Guardian, 2014'te ülkelerinden kaçan Hamad ve ailesinin Şanlıurfa'dan Suriye'ye gönüllü döndüğünü söylüyor. Ancak gazete, insan hakları gözlemcilerine göre kendi istekleriyle dönenlerin azınlıkta olduğunu ve "güvenli bölgenin" güvenli olmaktan uzakta bulunduğunu da vurguluyor.
Gazete, Cumhurbaşkanı Erdoğan'ın Cenevre'de düzenlenen Küresel Mülteci Forumu'nda Resulayn ve Tel Abyad arasındaki 30 kilometre derinliğindeki bölgeye 371 bin Suriyelinin yerleşmeyi seçtiğini ve bunları 600 bin kişinin daha takip edeceğini söylediğini hatırlatıyor.

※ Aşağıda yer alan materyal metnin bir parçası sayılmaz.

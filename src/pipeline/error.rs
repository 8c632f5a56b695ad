//! Error types for the data preparation pipeline.
//!
//! External component failures (trainers, explainers, renderers) are not
//! represented here; they propagate verbatim through `anyhow` contexts.

use thiserror::Error;

/// Errors that can occur while preparing a dataset for analysis.
#[derive(Debug, Error)]
pub enum PrepError {
    /// The input table does not carry exactly the expected columns.
    #[error("schema mismatch: missing columns {missing:?}, unexpected columns {unexpected:?}")]
    SchemaMismatch {
        /// Expected columns absent from the input
        missing: Vec<String>,
        /// Input columns not part of the expected schema
        unexpected: Vec<String>,
    },

    /// A computation has no data to work with.
    ///
    /// Raised when a binning column contains no strictly positive values
    /// (the median is undefined) or when a partition comes out empty.
    #[error("insufficient data: {0}")]
    InsufficientData(String),
}

#[cfg(test)]
mod tests {
    use super::*;

    #[test]
    fn test_schema_mismatch_display() {
        let err = PrepError::SchemaMismatch {
            missing: vec!["age".to_string()],
            unexpected: vec!["zodiac".to_string()],
        };
        let msg = err.to_string();
        assert!(msg.contains("age"));
        assert!(msg.contains("zodiac"));
    }

    #[test]
    fn test_insufficient_data_display() {
        let err = PrepError::InsufficientData("no positive values in 'capital_gain'".to_string());
        assert!(err.to_string().contains("capital_gain"));
    }
}
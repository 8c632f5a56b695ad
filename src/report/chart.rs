//! Contribution bar charts
//!
//! One horizontal bar per surfaced feature, signed: green pushes the
//! prediction toward the explained class, red pushes away.

use std::path::Path;

use anyhow::{anyhow, Result};
use plotters::prelude::*;

use crate::explain::Explanation;

const BAR_HEIGHT_PX: u32 = 40;

/// Render one explanation as a horizontal bar chart PNG.
pub fn plot_explanation(explanation: &Explanation, output_path: &Path) -> Result<()> {
    let bars = explanation.weights.len();
    if bars == 0 {
        anyhow::bail!("explanation has no contributions to plot");
    }

    let max_abs = explanation
        .weights
        .iter()
        .map(|w| w.weight.abs())
        .fold(f64::MIN_POSITIVE, f64::max);

    let labels: Vec<String> = explanation
        .weights
        .iter()
        .map(|w| w.feature.clone())
        .collect();

    let height = 120 + BAR_HEIGHT_PX * bars as u32;
    let root = BitMapBackend::new(output_path, (900, height)).into_drawing_area();
    root.fill(&WHITE)
        .map_err(|e| anyhow!("failed to clear chart background: {}", e))?;

    let caption = format!(
        "Local explanation: {} (p = {:.3})",
        explanation.class, explanation.probability
    );
    let mut chart = ChartBuilder::on(&root)
        .caption(caption, ("sans-serif", 22))
        .margin(12)
        .x_label_area_size(36)
        .y_label_area_size(260)
        .build_cartesian_2d(-max_abs * 1.1..max_abs * 1.1, 0f64..bars as f64)
        .map_err(|e| anyhow!("failed to build chart: {}", e))?;

    chart
        .configure_mesh()
        .disable_y_mesh()
        .y_labels(bars)
        .y_label_formatter(&|y| {
            labels
                .get(y.floor() as usize)
                .cloned()
                .unwrap_or_default()
        })
        .x_desc("contribution")
        .draw()
        .map_err(|e| anyhow!("failed to draw chart mesh: {}", e))?;

    chart
        .draw_series(explanation.weights.iter().enumerate().map(|(bar, w)| {
            let (x0, x1) = if w.weight >= 0.0 {
                (0.0, w.weight)
            } else {
                (w.weight, 0.0)
            };
            let color = if w.weight >= 0.0 {
                GREEN.mix(0.7)
            } else {
                RED.mix(0.7)
            };
            Rectangle::new(
                [(x0, bar as f64 + 0.15), (x1, bar as f64 + 0.85)],
                color.filled(),
            )
        }))
        .map_err(|e| anyhow!("failed to draw contribution bars: {}", e))?;

    root.present()
        .map_err(|e| anyhow!("failed to write chart to {}: {}", output_path.display(), e))?;
    Ok(())
}

#[cfg(test)]
mod tests {
    use super::*;
    use crate::explain::FeatureWeight;

    #[test]
    fn test_plot_writes_png() {
        let explanation = Explanation {
            class: "spam".to_string(),
            probability: 0.97,
            intercept: 0.1,
            weights: vec![
                FeatureWeight {
                    feature: "winner".to_string(),
                    weight: 0.4,
                },
                FeatureWeight {
                    feature: "lunch".to_string(),
                    weight: -0.2,
                },
            ],
        };
        let dir = tempfile::tempdir().unwrap();
        let path = dir.path().join("explanation.png");
        plot_explanation(&explanation, &path).unwrap();
        assert!(path.exists());
        assert!(std::fs::metadata(&path).unwrap().len() > 0);
    }

    #[test]
    fn test_plot_rejects_empty_explanation() {
        let explanation = Explanation {
            class: "spam".to_string(),
            probability: 0.5,
            intercept: 0.0,
            weights: vec![],
        };
        let dir = tempfile::tempdir().unwrap();
        assert!(plot_explanation(&explanation, &dir.path().join("x.png")).is_err());
    }
}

Guardian, Erdoğan'ın planını "büyük proje" diye tanımladığını ve "Tarihe bir emsal olarak geçecek. Türkiye bu şehri mülteciler için kurdu" şeklindeki sözlerine yer veriyor.
Guardian'a konuşan New york merkezli insan hakları kuruluşu Human Rights Watch'un (İnsan Hakları İzleme Örgütü) Suriye araştırmacısı Sara Kayyalı, "Şu ana kadar gördüklerimize göre, bazı insanların serbestçe seyahat etmesine izin veriliyor, bazılarına verilmiyor. Bunlar, yağma ve keyfi tutuklama, Afrin'de gördüğümüz zorba davranışların tekrarı gibi ihlallerin üzerine geliyor" diyor.
'Ben orada güvende olabileceğimize inanmıyorum'
Gazetedeki haber şöyle devam ediyor;
"Ankara'nın ağır eleştiri alan sınır operasyonu, Türkiye'nin PKK ile bağlantılı olduğunu söylediği, daha önce ABD'nin destek verdiği Suriyeli Kürt savaşçıları, bölgeden temizlemekti. Ancak saldırının ikincil ve eşit derecede önemli amacı, Türkiye'nin mülteci sorununu çözmesi için içeride büyük baskı altında olan Ankara, 3,6 milyon Suriyeli mültecinin 2 milyon kadarının bölgeye yerleştirileceğini söyledi. Bunların büyük kısmı, aslında Halep, Deyrizor ve Suriye hükümetinin kontrolü yeniden ele geçirdiği diğer yerlerden olan Arap Suriyelilerden oluşacaktı. Görece küçük bir alana bu kadar çok yeni insanın yerleştirilmesi, hak savunucuları ve yerel Kürtlerin, demografik mühendislik ve etnik temizlik suçlamalarını beraberinde getirdi. Kürtler, Türkiye'yle birlikte savaşan militanları, Kürt aileleri evlerinden atmak, yağma, toprakları ve işlerini yakmakla suçluyor."
Gaziantep'te yaşayan Menbiçli Fatima da, ailenin bu konuda bölündüğünü söylüyor ve "Babam memleketine, şehrine, evine dönmeyi istiyor. Ama ben orada güvende olabileceğimize inanmıyorum" diyor.
Guardian, Uluslararası Af Örgütü'nün Temmuz ve Eylül ayları arasında yüzlerce mültecinin, bazıları kelepçeli halde evlerine dönmeye zorlandığını ve tehdit ya da hileyle "gönüllü dönüş" belgeleri imzaladıktan sonra ülkelerine geri gönderildiklerini söylediğini hatırlatıyor.
Haber, yine Gaziantep'te yaşayan Suriyeli mülteci Milad'ın sözleriyle sona eriyor;
"Geri dönsek bile Türkler'in kontrolündeki Suriye, şu anda en az Türkiye kadar pahalı ve hala Suriye maaşlarıyla yaşıyorsunuz. En büyük tehdit altında olanlar, yasadışı yollarla buraya gelenler. Türkiye onları atmaya kalkarsa, başvurabilecekleri hiçbir yer yok."